I Quartieri @ Dimmidisì
It was like if you had a cute boyfriend who was a bit too deep and sensitive and after you dumped him ’cause you couldn’t stand it anymore he started writing songs about you and became famous, and now you see him surrounded by loving girl fans and feel a bit jealous and regretful, but also hopeful that he’s still suffering because of you (wow I got far with my imagination this time). At times I Quartieri reminded me of the romantic side of Radiohead (the “Creep” side, let’s say), perhaps even as the singer looks a bit like Jonny Greenwood. Anyway, 42 Records, one of best indie labels for talent scouting Italian bands, saw the potential in I Quartieri and produced their first EP. I suggest checking out the song “Confessioni di un artista di merda” (the title is emo itself!), which sounds ike an odd but nice remake of “Agosto” by Perturbazione.
I Quartieri: Confessioni di un a.d.m. (Watch out! The person in the video is not the singer!)
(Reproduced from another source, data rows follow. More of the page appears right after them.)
use chrono::{DateTime, Utc};
use metrics::counter;
use sea_orm::{
    sea_query::Expr, ActiveModelTrait, ColumnTrait, ConnectionTrait, EntityTrait, QueryFilter,
    QueryOrder, QuerySelect, Set, TransactionTrait,
};
use serde::{Deserialize, Serialize};
use tracing::{debug, info, instrument, warn};
use uuid::Uuid;

use crate::{
    db::Stores,
    entities::{
        request::{self, Entity as RequestEntity, RequestStatus},
        request_line,
        request_outbox::{self, Entity as OutboxEntity, OutboxStatus},
    },
    errors::ServiceError,
};

/// The POS request a shipment should produce, as stored in the outbox.
#[derive(Debug, Clone, PartialEq, Serialize, Deserialize)]
pub struct RequestEnvelope {
    pub request_id: Uuid,
    pub from_branch_id: Uuid,
    pub to_branch_id: Uuid,
    pub lines: Vec<RequestLineEnvelope>,
    pub created_at: DateTime<Utc>,
}

#[derive(Debug, Clone, PartialEq, Serialize, Deserialize)]
pub struct RequestLineEnvelope {
    pub line_id: Uuid,
    pub pos_inventory_id: Uuid,
    pub product_id: Uuid,
    pub quantity: i32,
}

impl RequestEnvelope {
    pub fn total_quantity(&self) -> Result<i32, ServiceError> {
        self.lines
            .iter()
            .try_fold(0i32, |acc, l| acc.checked_add(l.quantity))
            .ok_or_else(|| {
                ServiceError::ValidationError(format!(
                    "request {} total quantity overflows",
                    self.request_id
                ))
            })
    }

    fn head_product(&self) -> Result<Uuid, ServiceError> {
        self.lines
            .first()
            .map(|l| l.product_id)
            .ok_or_else(|| {
                ServiceError::InternalError(format!("request {} has no lines", self.request_id))
            })
    }
}

/// Counts from one outbox drain.
#[derive(Debug, Default, Clone, Copy, PartialEq, Eq, Serialize)]
pub struct OutboxReport {
    pub delivered: usize,
    pub retried: usize,
    pub failed: usize,
}

/// Writes outbox rows on the warehouse side and delivers them to the POS
/// store. Delivery is at-least-once; the POS side deduplicates by request id.
#[derive(Clone)]
pub struct RequestOutbox {
    stores: Stores,
    max_attempts: i32,
}

impl RequestOutbox {
    pub fn new(stores: Stores, max_attempts: i32) -> Self {
        Self {
            stores,
            max_attempts,
        }
    }

    /// Records the envelope inside the caller's warehouse transaction.
    pub async fn enqueue<C>(conn: &C, envelope: &RequestEnvelope) -> Result<Uuid, ServiceError>
    where
        C: ConnectionTrait,
    {
        let now = Utc::now();
        let id = Uuid::new_v4();
        request_outbox::ActiveModel {
            id: Set(id),
            shipment_id: Set(envelope.request_id),
            payload: Set(serde_json::to_string(envelope)?),
            status: Set(OutboxStatus::Pending),
            attempts: Set(0),
            last_error: Set(None),
            created_at: Set(now),
            updated_at: Set(now),
        }
        .insert(conn)
        .await?;
        debug!(outbox_id = %id, shipment_id = %envelope.request_id, "request enqueued");
        Ok(id)
    }

    /// Writes the request and its lines to the POS store unless a request
    /// with the same id is already there. Returns `true` if it inserted.
    pub async fn write_request(&self, envelope: &RequestEnvelope) -> Result<bool, ServiceError> {
        let product_id = envelope.head_product()?;
        let quantity = envelope.total_quantity()?;
        let txn = self.stores.pos.begin().await.map_err(ServiceError::transaction)?;

        if RequestEntity::find_by_id(envelope.request_id)
            .one(&txn)
            .await?
            .is_some()
        {
            debug!(request_id = %envelope.request_id, "request already mirrored");
            return Ok(false);
        }

        let now = Utc::now();
        request::ActiveModel {
            id: Set(envelope.request_id),
            from_branch_id: Set(envelope.from_branch_id),
            to_branch_id: Set(envelope.to_branch_id),
            product_id: Set(product_id),
            quantity: Set(quantity),
            status: Set(RequestStatus::Pending),
            created_at: Set(envelope.created_at),
            updated_at: Set(now),
        }
        .insert(&txn)
        .await?;

        for line in &envelope.lines {
            request_line::ActiveModel {
                id: Set(line.line_id),
                request_id: Set(envelope.request_id),
                pos_inventory_id: Set(line.pos_inventory_id),
                product_id: Set(line.product_id),
                quantity: Set(line.quantity),
            }
            .insert(&txn)
            .await?;
        }

        txn.commit().await.map_err(ServiceError::transaction)?;
        Ok(true)
    }

    /// Delivers one outbox row and records the outcome on it.
    #[instrument(skip(self, row), fields(shipment_id = %row.shipment_id, attempts = row.attempts))]
    pub async fn deliver(&self, row: &request_outbox::Model) -> Result<OutboxStatus, ServiceError> {
        let outcome = match serde_json::from_str::<RequestEnvelope>(&row.payload) {
            Ok(envelope) => self.write_request(&envelope).await.map(|_| ()),
            Err(e) => Err(ServiceError::from(e)),
        };

        let attempts = row.attempts + 1;
        let (status, last_error) = match &outcome {
            Ok(()) => (OutboxStatus::Delivered, None),
            Err(e) if attempts >= self.max_attempts => (OutboxStatus::Failed, Some(e.to_string())),
            Err(e) => (OutboxStatus::Pending, Some(e.to_string())),
        };

        OutboxEntity::update_many()
            .col_expr(request_outbox::Column::Status, Expr::value(status))
            .col_expr(request_outbox::Column::Attempts, Expr::value(attempts))
            .col_expr(request_outbox::Column::LastError, Expr::value(last_error))
            .col_expr(request_outbox::Column::UpdatedAt, Expr::value(Utc::now()))
            .filter(request_outbox::Column::Id.eq(row.id))
            .exec(&self.stores.warehouse)
            .await?;

        match (&outcome, status) {
            (Ok(()), _) => {
                counter!("stock_transfer.outbox.delivered", 1);
                info!("request mirrored to POS store");
            }
            (Err(e), OutboxStatus::Failed) => {
                counter!("stock_transfer.outbox.failed", 1);
                warn!(error = %e, "giving up on request delivery");
            }
            (Err(e), _) => {
                counter!("stock_transfer.outbox.retried", 1);
                warn!(error = %e, "request delivery failed; will retry");
            }
        }
        Ok(status)
    }

    /// Delivers the outbox row of one shipment if it is still pending.
    pub async fn deliver_for_shipment(&self, shipment_id: Uuid) -> Result<bool, ServiceError> {
        let row = OutboxEntity::find()
            .filter(request_outbox::Column::ShipmentId.eq(shipment_id))
            .filter(request_outbox::Column::Status.eq(OutboxStatus::Pending))
            .one(&self.stores.warehouse)
            .await?;
        match row {
            Some(row) => Ok(self.deliver(&row).await? == OutboxStatus::Delivered),
            None => Ok(false),
        }
    }

    /// Drains up to `batch_size` pending rows, oldest first.
    pub async fn deliver_pending(&self, batch_size: u64) -> Result<OutboxReport, ServiceError> {
        let rows = OutboxEntity::find()
            .filter(request_outbox::Column::Status.eq(OutboxStatus::Pending))
            .order_by_asc(request_outbox::Column::CreatedAt)
            .limit(batch_size)
            .all(&self.stores.warehouse)
            .await?;

        let mut report = OutboxReport::default();
        for row in rows {
            match self.deliver(&row).await {
                Ok(OutboxStatus::Delivered) => report.delivered += 1,
                Ok(OutboxStatus::Pending) => report.retried += 1,
                Ok(OutboxStatus::Failed) => report.failed += 1,
                Err(e) => {
                    report.retried += 1;
                    warn!(outbox_id = %row.id, error = %e, "could not record delivery outcome");
                }
            }
        }
        Ok(report)
    }
}

#[cfg(test)]
mod tests {
    use super::*;

    #[test]
    fn envelope_totals_lines() {
        let envelope = RequestEnvelope {
            request_id: Uuid::new_v4(),
            from_branch_id: Uuid::new_v4(),
            to_branch_id: Uuid::new_v4(),
            lines: vec![
                RequestLineEnvelope {
                    line_id: Uuid::new_v4(),
                    pos_inventory_id: Uuid::new_v4(),
                    product_id: Uuid::new_v4(),
                    quantity: 3,
                },
                RequestLineEnvelope {
                    line_id: Uuid::new_v4(),
                    pos_inventory_id: Uuid::new_v4(),
                    product_id: Uuid::new_v4(),
                    quantity: 4,
                },
            ],
            created_at: Utc::now(),
        };
        assert_eq!(envelope.total_quantity().unwrap(), 7);
        assert_eq!(envelope.head_product().unwrap(), envelope.lines[0].product_id);

        let json = serde_json::to_string(&envelope).unwrap();
        let back: RequestEnvelope = serde_json::from_str(&json).unwrap();
        assert_eq!(back, envelope);
    }

    #[test]
    fn overflowing_total_is_an_error() {
        let line = |quantity| RequestLineEnvelope {
            line_id: Uuid::new_v4(),
            pos_inventory_id: Uuid::new_v4(),
            product_id: Uuid::new_v4(),
            quantity,
        };
        let envelope = RequestEnvelope {
            request_id: Uuid::new_v4(),
            from_branch_id: Uuid::new_v4(),
            to_branch_id: Uuid::new_v4(),
            lines: vec![line(i32::MAX), line(i32::MAX)],
            created_at: Utc::now(),
        };
        assert!(matches!(
            envelope.total_quantity(),
            Err(ServiceError::ValidationError(_))
        ));
    }

    #[test]
    fn empty_envelope_has_no_head_product() {
        let envelope = RequestEnvelope {
            request_id: Uuid::nil(),
            from_branch_id: Uuid::nil(),
            to_branch_id: Uuid::nil(),
            lines: vec![],
            created_at: Utc::now(),
        };
        assert!(matches!(
            envelope.head_product(),
            Err(ServiceError::InternalError(_))
        ));
    }
}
Later our Amycanbe came on stage, 3 men and a restless girl with a beautiful voice, all playing a variety of instruments. The sound was a bit loud, but they delivered a good show nevertheless, varied and pleasant. What most frustrated me about them (but in a good way) is that I couldn’t fit them in any music genre. They reminded me of electronic bands like Lali Puna and Ms. John Soda, but a lot less electronic and a lot more folky. A few other songs even reminded me of Calexico, with almost South American sounds. I took it as as a good sign that I couldn’t label them, as it shows their originality, even in mixing or reinterpreting existing styles and genres.
Amycanbe @ Dimmidisì
Amycanbe sound extremely international, and, at the same time, somehow follow a small trend of Italian bands that recreate very dreamy and fantasy-like atmospheres (such as Denise and LE-LI). This might prove that Italy is starting to accept and appreciate bands that are trying to reach a broader audience but still develop a rather unique style. Still, although Amycanbe is picking up now in Italy, the band was first signed up in the UK by Dancing Turtle Records and only a couple of years later managed to get their first (and double) album produced in Italy by the digital label Sounday (one of the Italian music startups we recently befriended). “Being a Grown-Up sure is Complicated” is a double, very nice album, once again (see my take on Denise) more chilled out than the live show, but it’s better this way, right? I really enjoyed their concert and was happy to come and support them. It was their last date of the tour, but they’ll come back to Rome in February (12th to be precise, at Closer Live, ex Traffic), so you’ll have another opportunity to see them here in the Capital (check out their full schedule on their frestyl profile for other dates!). You should also keep an eye to the other music project of their singer Francesca Amati, Comaneci, another Italian band very international and pleasant to listen to, coming to play in Rome next week at Fanfulla 101!
Amycabe: Killer Bees
UPDATE:: The guys from Fusoradio rightly pointed out that they were the ones organizing this night, so we should give them some credit for it! Basically Fusoradio is an Internet radio from Rome which is supporting a lot of Italian emerging bands through their radio show and music night called “IndiePatici”. You should check it out!